There's also the difficulty in defining the Reform Party. It has become a refuge for disenchanted Democrats and Republicans, making it nearly impossible to agree on a unified message. With such disparate pols as Ralph Nader, Pat Buchanan, Lowell Weicker, Lenora Fulani, Bob Smith, Donald Trump and Colin Powell suggested as prospective presidential nominees at the convention, it's no wonder the party has an identity crisis.
Third parties in the 20th century have relied on personalities to succeed in presidential politics, which is also why they are not sustainable. Theodore Roosevelt's Bull Moose Party of the 1912 election died out once TR disappeared from the scene. George Wallace's American Independent Party, which carried five Southern states in 1968, fizzled once the Alabama governor sought the presidency as a Democrat. And while Perot won more votes in 1992 (nearly 20 million) than any other independent presidential candidate in history, his erratic behavior since has lessened his and his party's effectiveness. Ventura's win last year was the first major victory by a Reform Party candidate, but it may have been more about his personality than about what his party stands for.
Question: When and how do the smaller parties (Taxpayer, Reform, Libertarian, etc.) choose their presidential and vice-presidential candidates? Is there a primary? John Schaeffer, Phoenix, Ariz.
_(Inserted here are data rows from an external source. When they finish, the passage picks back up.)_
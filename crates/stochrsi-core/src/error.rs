//! Error types for indicator calculation.

use serde::{Deserialize, Serialize};
use std::fmt;
use thiserror::Error;

/// Stage of the Stochastic RSI pipeline.
///
/// Used to report which step ran out of data.
#[derive(Debug, Clone, Copy, PartialEq, Eq, Hash, Serialize, Deserialize)]
#[serde(rename_all = "snake_case")]
pub enum Stage {
    /// Valid RSI points feeding the rolling min/max window.
    Rsi,
    /// Raw Stochastic RSI points feeding the %K mean.
    PercentK,
    /// %K points feeding the %D mean.
    PercentD,
}

impl fmt::Display for Stage {
    fn fmt(&self, f: &mut fmt::Formatter<'_>) -> fmt::Result {
        match self {
            Stage::Rsi => write!(f, "RSI"),
            Stage::PercentK => write!(f, "%K"),
            Stage::PercentD => write!(f, "%D"),
        }
    }
}

/// Indicator calculation errors.
#[derive(Error, Debug, Clone, PartialEq)]
pub enum IndicatorError {
    #[error("Insufficient data for {stage}: need {required} points, have {available}")]
    InsufficientData {
        stage: Stage,
        required: usize,
        available: usize,
    },

    #[error("Invalid parameter: {0}")]
    InvalidParameter(String),

    #[error("Calculation error: {0}")]
    CalculationError(String),
}

impl IndicatorError {
    /// Whether the error only means "not enough data yet".
    pub fn is_insufficient_data(&self) -> bool {
        matches!(self, IndicatorError::InsufficientData { .. })
    }

    /// The pipeline stage that ran short, if any.
    pub fn stage(&self) -> Option<Stage> {
        match self {
            IndicatorError::InsufficientData { stage, .. } => Some(*stage),
            _ => None,
        }
    }
}

/// Result type alias for indicator operations.
pub type IndicatorResult<T> = Result<T, IndicatorError>;

#[cfg(test)]
mod tests {
    use super::*;

    #[test]
    fn test_insufficient_data_message() {
        let err = IndicatorError::InsufficientData {
            stage: Stage::Rsi,
            required: 14,
            available: 3,
        };

        assert_eq!(
            err.to_string(),
            "Insufficient data for RSI: need 14 points, have 3"
        );
        assert!(err.is_insufficient_data());
        assert_eq!(err.stage(), Some(Stage::Rsi));
    }

    #[test]
    fn test_faults_have_no_stage() {
        let err = IndicatorError::InvalidParameter("k must be at least 1".to_string());
        assert!(!err.is_insufficient_data());
        assert_eq!(err.stage(), None);

        let err = IndicatorError::CalculationError("bad length".to_string());
        assert_eq!(err.to_string(), "Calculation error: bad length");
    }

    #[test]
    fn test_stage_serde() {
        let json = serde_json::to_string(&Stage::PercentK).unwrap();
        assert_eq!(json, "\"percent_k\"");

        let stage: Stage = serde_json::from_str("\"percent_d\"").unwrap();
        assert_eq!(stage, Stage::PercentD);
    }
}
Answer: Some parties are more structured than others, but for the most part their nominees are selected at conventions. The U.S. Taxpayers Party, which may favor former Republican/now Independent Sen. Bob Smith of New Hampshire, will officially name its nominee on Sept. 4, 1999, at its national convention in St. Louis. Its 1996 nominee, party chairman Howard Phillips, appeared on the ballot in 19 states and won 184,000 votes. The Libertarian Party, led in '96 by Harry Browne, will hold its nominating convention June 30 through July 4, 2000, in Anaheim, Calif. Reform Party officials have said the party will name its presidential ticket sometime next summer. In 1996, Perot feigned non-interest in a repeat presidential bid, luring former Colorado governor Dick Lamm into seeking the nomination. But then Perot managed to win the nod in a still somewhat mysterious process. With the party now in anti-Perot hands, it wouldn't surprise me if the "Ross for Boss" crowd formed its own clique and ran him for a third time in 2000.
Question: Who were the six House Democrats who voted for the tax cut passed on July 22, 1999? Shelia Paddock, Killeen, Tex.
Answer: When the House passed its $792 billion tax cut by a vote of 223-208, six Democrats jumped ship and voted with the majority: Sanford Bishop (Ga.); Gary Condit (Calif.); Pat Danner (Mo.); Virgil Goode (Va.); Ralph Hall (Tex.) and Ken Lucas (Ky.). But four Republicans went the other way and voted against the cut: Mike Castle (Del.); Greg Ganske (Iowa); Connie Morella (Md.) and Jack Quinn (N.Y.).
Question: I just completed an interview with former Virginia governor Douglas Wilder. In it he complained that since his election in 1989, no political party has even nominated another African-American for governor. It seems to me that there have been at least two. In 1990 there was a state senator nominated by the South Carolina Democrats to challenge Carroll Campbell. And Cleo Fields (D-Louisiana) ran in 1995. Were there others? Richard Rector, Centreville, Va.